A panicked mother presented to the emergency room with her sixteen-month-old child. Upon physical examination, both of the child’s feet and ankles were reddened and blistered, exhibiting burn marks that extended about two inches above each ankle, abruptly stopping thereafter. The mother, notably upset, reported what had occurred prior to transporting her child to the emergency room. The mother explained that she had exited the bathroom to answer a ringing phone, leaving her child alone, bathing in the bathtub. About ten seconds after her leaving, the mother was suddenly startled by a scream from her child, who had accidentally turned the hot water faucet, which resulted in expulsion of scalding water into the bathtub, the burn marks being the result. The mother’s story, though seemingly convincing, was a blatant lie (as detected by an emergency room PA, my professor). Her child did not stand up in the bathtub and turn the hot water on; it was the mother who filled the tub with the scalding water. It was the mother who then lifted her uncontrollably crying child and lowered the child’s feet and ankles into the water, submerging them long enough to burn and blister. This was the mother’s attempt, her punishment imposed on her child, to stop the child’s persistent crying. This was a prime example of child abuse.
It is a mandate in the state of New York that PAs become certified in recognizing cases of child abuse and/or neglect. With this certification, PAs are obligated to report suspected cases of abuse to the appropriate authorities. This week in Behavioral Medicine, we acquired such certification and learned how to recognize and detect child abuse, especially based on the faulty stories documented by a child’s abusive parents. The subject was not an easy one to discuss, and the pictures and cases of the abused children that we studied were all extremely disturbing. All of the stories were based on true events experienced (children treated) by my professor, who stressed the importance of recognizing the common excuses that abusive parents may make, like introducing their child as “clumsy” or “accident prone.” We also learned the relative probabilities of injuries that may occur when a child slides down a flight of stairs, rolls off of a bed, or free-falls from various heights. Surprisingly, very minor injuries are a result of such accidents, so if a parent presents a child with broken ribs from a reported “sliding down a flight of stairs,” the parent is likely lying. Overall, I greatly appreciated this lecture, and I should receive my certification, by mail, in the near future.

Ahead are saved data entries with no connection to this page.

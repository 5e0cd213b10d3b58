//! Pipeline configuration
//!
//! All tunables live in one `Config` with their defaults. Resolution order:
//! 1. Built-in defaults
//! 2. TOML file (explicit path, or ~/.local/share/ticketzen/config/ticketzen.toml)
//! 3. Environment overrides
//!
//! ```toml
//! [ocr]
//! endpoint = "https://example.cognitiveservices.azure.com"
//! route = "documentintelligence"
//! timeout_secs = 60
//!
//! [heuristics]
//! header_top_n = 15
//! ```
//!
//! Environment variables:
//! - `AZURE_DI_ENDPOINT`, `AZURE_DI_KEY`: provider endpoint and API key
//! - `AZURE_DI_ROUTE`: first route to try (default: formrecognizer_v21)
//! - `AZURE_DI_API_VERSION`: API version for that route (default: per route)
//! - `AZURE_DI_TIMEOUT_SEC`: request timeout (default: 90)
//! - `OCR_DRY_RUN`: skip the network and return the stub result (default: 0)
//! - `TICKETZEN_OCR_CLOUD_ENABLED`: cloud OCR switch (default: 1)
//! - `TICKETZEN_OCR_CLOUD_VENDOR`: provider vendor (default: azure)
//! - `TICKETZEN_DEBUG_DIR`: where debug artifacts are written (default: .)
//! - `TZ_HEADER_TOP_N`, `TZ_HEADER_MIN_SCORE`, `TZ_MERCHANT_MIN_SCORE`: heuristics

use std::fs;
use std::path::{Path, PathBuf};
use std::time::Duration;

use serde::Deserialize;
use tracing::warn;

use crate::error::{Error, Result};
use crate::header::DEFAULT_TOP_N;
use crate::knowledge::DEFAULT_MIN_SCORE;
use crate::models::Route;

/// OCR provider call configuration
#[derive(Debug, Clone, PartialEq)]
pub struct OcrConfig {
    pub endpoint: String,
    pub key: String,
    /// Route tried first; the others follow in priority order
    pub route: Route,
    /// API version for `route`; fallback routes use their own default
    pub api_version: Option<String>,
    pub timeout: Duration,
    pub dry_run: bool,
    pub cloud_enabled: bool,
    pub vendor: String,
    /// Directory receiving `last_azure.json` and `last_azure_meta.json`
    pub debug_dir: PathBuf,
}

impl Default for OcrConfig {
    fn default() -> Self {
        Self {
            endpoint: String::new(),
            key: String::new(),
            route: Route::FormRecognizerV21,
            api_version: None,
            timeout: Duration::from_secs(90),
            dry_run: false,
            cloud_enabled: true,
            vendor: "azure".to_string(),
            debug_dir: PathBuf::from("."),
        }
    }
}

impl OcrConfig {
    /// Whether the network call must be skipped in favour of the stub result
    pub fn is_offline(&self) -> bool {
        self.dry_run
            || !self.cloud_enabled
            || self.endpoint.trim().is_empty()
            || self.key.trim().is_empty()
    }

    /// API version to use when calling `route`
    pub fn api_version_for(&self, route: Route) -> &str {
        match &self.api_version {
            Some(version) if route == self.route && !version.is_empty() => version,
            _ => route.default_api_version(),
        }
    }
}

/// Thresholds for the header and merchant heuristics
#[derive(Debug, Clone, PartialEq)]
pub struct HeuristicConfig {
    /// Number of topmost lines considered for the merchant header
    pub header_top_n: usize,
    /// Reserved; not used by the current header heuristic
    pub header_min_score: u32,
    /// Fuzzy score (0-100) a merchant match must strictly exceed
    pub merchant_min_score: f64,
}

impl Default for HeuristicConfig {
    fn default() -> Self {
        Self {
            header_top_n: DEFAULT_TOP_N,
            header_min_score: 42,
            merchant_min_score: DEFAULT_MIN_SCORE,
        }
    }
}

/// Complete pipeline configuration
#[derive(Debug, Clone, Default, PartialEq)]
pub struct Config {
    pub ocr: OcrConfig,
    pub heuristics: HeuristicConfig,
}

impl Config {
    /// Load defaults, then the config file, then environment overrides
    pub fn load(path: Option<&Path>) -> Result<Self> {
        let mut config = match path {
            Some(p) => {
                if !p.exists() {
                    return Err(Error::Config(format!(
                        "Config file not found: {}",
                        p.display()
                    )));
                }
                Self::from_toml_str(&fs::read_to_string(p)?)?
            }
            None => match default_config_path() {
                Some(p) if p.exists() => Self::from_toml_str(&fs::read_to_string(&p)?)?,
                _ => Self::default(),
            },
        };
        config.apply_env(|name| std::env::var(name).ok());
        config.validate()?;
        Ok(config)
    }

    /// Defaults plus environment overrides (no config file)
    pub fn from_env() -> Result<Self> {
        let mut config = Self::default();
        config.apply_env(|name| std::env::var(name).ok());
        config.validate()?;
        Ok(config)
    }

    /// Parse a TOML config on top of the defaults
    pub fn from_toml_str(content: &str) -> Result<Self> {
        let raw: RawConfig = toml::from_str(content)?;
        let mut config = Self::default();

        if let Some(ocr) = raw.ocr {
            if let Some(endpoint) = ocr.endpoint {
                config.ocr.endpoint = endpoint;
            }
            if let Some(key) = ocr.key {
                config.ocr.key = key;
            }
            if let Some(route) = ocr.route {
                config.ocr.route = route.parse().map_err(Error::Config)?;
            }
            if let Some(version) = ocr.api_version {
                config.ocr.api_version = Some(version);
            }
            if let Some(timeout) = ocr.timeout_secs {
                config.ocr.timeout = Duration::from_secs(timeout);
            }
            if let Some(dry_run) = ocr.dry_run {
                config.ocr.dry_run = dry_run;
            }
            if let Some(enabled) = ocr.cloud_enabled {
                config.ocr.cloud_enabled = enabled;
            }
            if let Some(vendor) = ocr.vendor {
                config.ocr.vendor = vendor;
            }
            if let Some(dir) = ocr.debug_dir {
                config.ocr.debug_dir = dir;
            }
        }

        if let Some(heuristics) = raw.heuristics {
            if let Some(top_n) = heuristics.header_top_n {
                config.heuristics.header_top_n = top_n;
            }
            if let Some(score) = heuristics.header_min_score {
                config.heuristics.header_min_score = score;
            }
            if let Some(score) = heuristics.merchant_min_score {
                config.heuristics.merchant_min_score = score;
            }
        }

        Ok(config)
    }

    /// Apply environment-style overrides from `lookup`
    ///
    /// Unparseable values keep the current setting and log a warning.
    pub fn apply_env<F>(&mut self, lookup: F)
    where
        F: Fn(&str) -> Option<String>,
    {
        let ocr = &mut self.ocr;
        if let Some(endpoint) = lookup("AZURE_DI_ENDPOINT") {
            ocr.endpoint = endpoint;
        }
        if let Some(key) = lookup("AZURE_DI_KEY") {
            ocr.key = key;
        }
        if let Some(route) = lookup("AZURE_DI_ROUTE") {
            match route.parse() {
                Ok(r) => ocr.route = r,
                Err(e) => warn!(error = %e, "Ignoring AZURE_DI_ROUTE"),
            }
        }
        if let Some(version) = lookup("AZURE_DI_API_VERSION") {
            ocr.api_version = Some(version);
        }
        if let Some(secs) = parse_env::<u64>(&lookup, "AZURE_DI_TIMEOUT_SEC") {
            ocr.timeout = Duration::from_secs(secs);
        }
        if let Some(flag) = parse_flag(&lookup, "OCR_DRY_RUN") {
            ocr.dry_run = flag;
        }
        if let Some(flag) = parse_flag(&lookup, "TICKETZEN_OCR_CLOUD_ENABLED") {
            ocr.cloud_enabled = flag;
        }
        if let Some(vendor) = lookup("TICKETZEN_OCR_CLOUD_VENDOR") {
            ocr.vendor = vendor;
        }
        if let Some(dir) = lookup("TICKETZEN_DEBUG_DIR") {
            ocr.debug_dir = PathBuf::from(dir);
        }

        let heuristics = &mut self.heuristics;
        if let Some(top_n) = parse_env::<usize>(&lookup, "TZ_HEADER_TOP_N") {
            heuristics.header_top_n = top_n;
        }
        if let Some(score) = parse_env::<u32>(&lookup, "TZ_HEADER_MIN_SCORE") {
            heuristics.header_min_score = score;
        }
        if let Some(score) = parse_env::<f64>(&lookup, "TZ_MERCHANT_MIN_SCORE") {
            heuristics.merchant_min_score = score;
        }
    }

    /// Reject settings the pipeline cannot run with
    pub fn validate(&self) -> Result<()> {
        if self.heuristics.header_top_n == 0 {
            return Err(Error::Config("header_top_n must be at least 1".into()));
        }
        if !(0.0..=100.0).contains(&self.heuristics.merchant_min_score) {
            return Err(Error::Config(format!(
                "merchant_min_score must be between 0 and 100, got {}",
                self.heuristics.merchant_min_score
            )));
        }
        if self.ocr.timeout.is_zero() {
            return Err(Error::Config("OCR timeout must be positive".into()));
        }
        Ok(())
    }
}

/// Default config override path
pub fn default_config_path() -> Option<PathBuf> {
    dirs::data_local_dir().map(|d| d.join("ticketzen").join("config").join("ticketzen.toml"))
}

fn parse_env<T: std::str::FromStr>(lookup: &impl Fn(&str) -> Option<String>, name: &str) -> Option<T> {
    let value = lookup(name)?;
    match value.trim().parse() {
        Ok(v) => Some(v),
        Err(_) => {
            warn!(var = name, value = %value, "Ignoring unparseable override");
            None
        }
    }
}

/// "0"/"1" style flags, also accepting true/false
fn parse_flag(lookup: &impl Fn(&str) -> Option<String>, name: &str) -> Option<bool> {
    let value = lookup(name)?;
    match value.trim().to_lowercase().as_str() {
        "true" | "yes" | "on" => Some(true),
        "false" | "no" | "off" | "" => Some(false),
        other => match other.parse::<i64>() {
            Ok(n) => Some(n != 0),
            Err(_) => {
                warn!(var = name, value = %value, "Ignoring unparseable flag");
                None
            }
        },
    }
}

/// Raw config structure for TOML parsing
#[derive(Debug, Deserialize)]
struct RawConfig {
    ocr: Option<RawOcr>,
    heuristics: Option<RawHeuristics>,
}

#[derive(Debug, Deserialize)]
struct RawOcr {
    endpoint: Option<String>,
    key: Option<String>,
    route: Option<String>,
    api_version: Option<String>,
    timeout_secs: Option<u64>,
    dry_run: Option<bool>,
    cloud_enabled: Option<bool>,
    vendor: Option<String>,
    debug_dir: Option<PathBuf>,
}

#[derive(Debug, Deserialize)]
struct RawHeuristics {
    header_top_n: Option<usize>,
    header_min_score: Option<u32>,
    merchant_min_score: Option<f64>,
}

In addition to other classes, which I have focused many of my previous posts on, there is another course I am taking called PA Professional Issues. It focuses on all of the legal issues that concern the PA profession, what we can and cannot legally do as PAs, and medical ethics. We have had a couple of group projects assigned throughout the course of the semester, one of which is due next week. Each group was assigned an ethical case to analyze, specifically the legal and ethical issues that apply to the scenario. My group’s scenario goes a bit like this: a middle-aged female who has been our patient for nine years has been battling recurrent cancer (first in her breasts, now spreading to her bones and spine), and she informs us that she doesn’t want to go through “the last of life’s great experiences drugged out of her mind for pain.” She would therefore like our help in assisting her to end her life by discontinuing her cancer treatment. That’s the case that we have one week to solve, so it should make for some interesting class discussions when we present our topic and findings.
All of my other classes are progressing well. This week, we dissected Summer’s reproductive system (uterus, ovaries…etc) and learned the reproductive anatomy of the male cadavers as well. Performing my first pelvic exam on a cadaver was an experience I’ll likely never forget (though I’ve been trying my best to forget about it). I’ll keep the other details of the dissection to myself (unless you want the details…in that case you can ask me personally. I’ll tell you all you want to know!). This week in GI we focused on diagnosing and treating disorders of the esophagus and stomach (ulcers, gastric reflux, infections…etc). Our ID class was cancelled this week, so the information will likely be doubled for next week’s lecture. I think this week was one of the more memorable ones. The topics covered in Behavioral Medicine and PA Professional Issues truly verify the fact that this profession does not only entail the physical treatment of patients; there are important emotional and psychological aspects that must be accounted for in the ultimate treatment of our patients as well. As challenging as the schooling is proving to be, after this week, I have never been more certain that I am pursuing the correct career.
Question of the week: A research study conducted between the years of 2007 and 2008 determined the prevalence of child abuse cases (reported and unreported) on Long Island. The presented findings state that, on Long Island, one child is abused every ______________ on a daily basis (choose one of the possible answers listed below).
- 37 seconds
- 11 minutes
- 4.5 hours
- 13 hours
Last week’s answer: The viral infection, associated with fever, sore throat, and swollen cervical (neck) lymph nodes, also referred to as “the kissing disease,” is mononucleosis.